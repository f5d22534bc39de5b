//! Idempotent schema setup for the main database.

use anyhow::Result;
use sqlx::SqlitePool;

use crate::config::Config;
use crate::db;

/// Key of the configuration row written on first initialisation.
pub const SETUP_ON_KEY: &str = "setup_on";

pub async fn run_migrations(config: &Config) -> Result<()> {
    let pool = db::connect(config).await?;
    migrate(&pool).await?;
    pool.close().await;
    Ok(())
}

/// Create all tables if missing and record the install time once.
pub async fn migrate(pool: &SqlitePool) -> Result<()> {
    sqlx::query(
        r#"
        CREATE TABLE IF NOT EXISTS configuration (
            configuration_id INTEGER PRIMARY KEY AUTOINCREMENT,
            key TEXT NOT NULL UNIQUE,
            created_at INTEGER NOT NULL
        )
        "#,
    )
    .execute(pool)
    .await?;

    sqlx::query(
        r#"
        CREATE TABLE IF NOT EXISTS repository (
            repository_id TEXT PRIMARY KEY,
            name TEXT NOT NULL,
            created_at INTEGER NOT NULL,
            updated_at INTEGER NOT NULL
        )
        "#,
    )
    .execute(pool)
    .await?;

    sqlx::query(
        r#"
        CREATE TABLE IF NOT EXISTS files (
            file_id INTEGER PRIMARY KEY AUTOINCREMENT,
            repository_id TEXT NOT NULL,
            file_name TEXT NOT NULL,
            mime_type TEXT NOT NULL,
            size INTEGER NOT NULL,
            data BLOB NOT NULL,
            FOREIGN KEY (repository_id) REFERENCES repository(repository_id) ON DELETE CASCADE
        )
        "#,
    )
    .execute(pool)
    .await?;

    sqlx::query("CREATE INDEX IF NOT EXISTS idx_files_repository_id ON files(repository_id)")
        .execute(pool)
        .await?;

    sqlx::query("INSERT OR IGNORE INTO configuration (key, created_at) VALUES (?, ?)")
        .bind(SETUP_ON_KEY)
        .bind(chrono::Utc::now().timestamp())
        .execute(pool)
        .await?;

    Ok(())
}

**TASK PROMPT**
Reproduce the listing above word for word.

**ANSWER SPACE**
repository f5d22534bc39de5b
//! Idempotent schema setup for the main database.

use anyhow::Result;
use sqlx::SqlitePool;

use crate::config::Config;
use crate::db;

/// Key of the configuration row written on first initialisation.
pub const SETUP_ON_KEY: &str = "setup_on";

pub async fn run_migrations(config: &Config) -> Result<()> {
    let pool = db::connect(config).await?;
    migrate(&pool).await?;
    pool.close().await;
    Ok(())
}

/// Create all tables if missing and record the install time once.
pub async fn migrate(pool: &SqlitePool) -> Result<()> {
    sqlx::query(
        r#"
        CREATE TABLE IF NOT EXISTS configuration (
            configuration_id INTEGER PRIMARY KEY AUTOINCREMENT,
            key TEXT NOT NULL UNIQUE,
            created_at INTEGER NOT NULL
        )
        "#,
    )
    .execute(pool)
    .await?;

    sqlx::query(
        r#"
        CREATE TABLE IF NOT EXISTS repository (
            repository_id TEXT PRIMARY KEY,
            name TEXT NOT NULL,
            created_at INTEGER NOT NULL,
            updated_at INTEGER NOT NULL
        )
        "#,
    )
    .execute(pool)
    .await?;

    sqlx::query(
        r#"
        CREATE TABLE IF NOT EXISTS files (
            file_id INTEGER PRIMARY KEY AUTOINCREMENT,
            repository_id TEXT NOT NULL,
            file_name TEXT NOT NULL,
            mime_type TEXT NOT NULL,
            size INTEGER NOT NULL,
            data BLOB NOT NULL,
            FOREIGN KEY (repository_id) REFERENCES repository(repository_id) ON DELETE CASCADE
        )
        "#,
    )
    .execute(pool)
    .await?;

    sqlx::query("CREATE INDEX IF NOT EXISTS idx_files_repository_id ON files(repository_id)")
        .execute(pool)
        .await?;

    sqlx::query("INSERT OR IGNORE INTO configuration (key, created_at) VALUES (?, ?)")
        .bind(SETUP_ON_KEY)
        .bind(chrono::Utc::now().timestamp())
        .execute(pool)
        .await?;

    Ok(())
}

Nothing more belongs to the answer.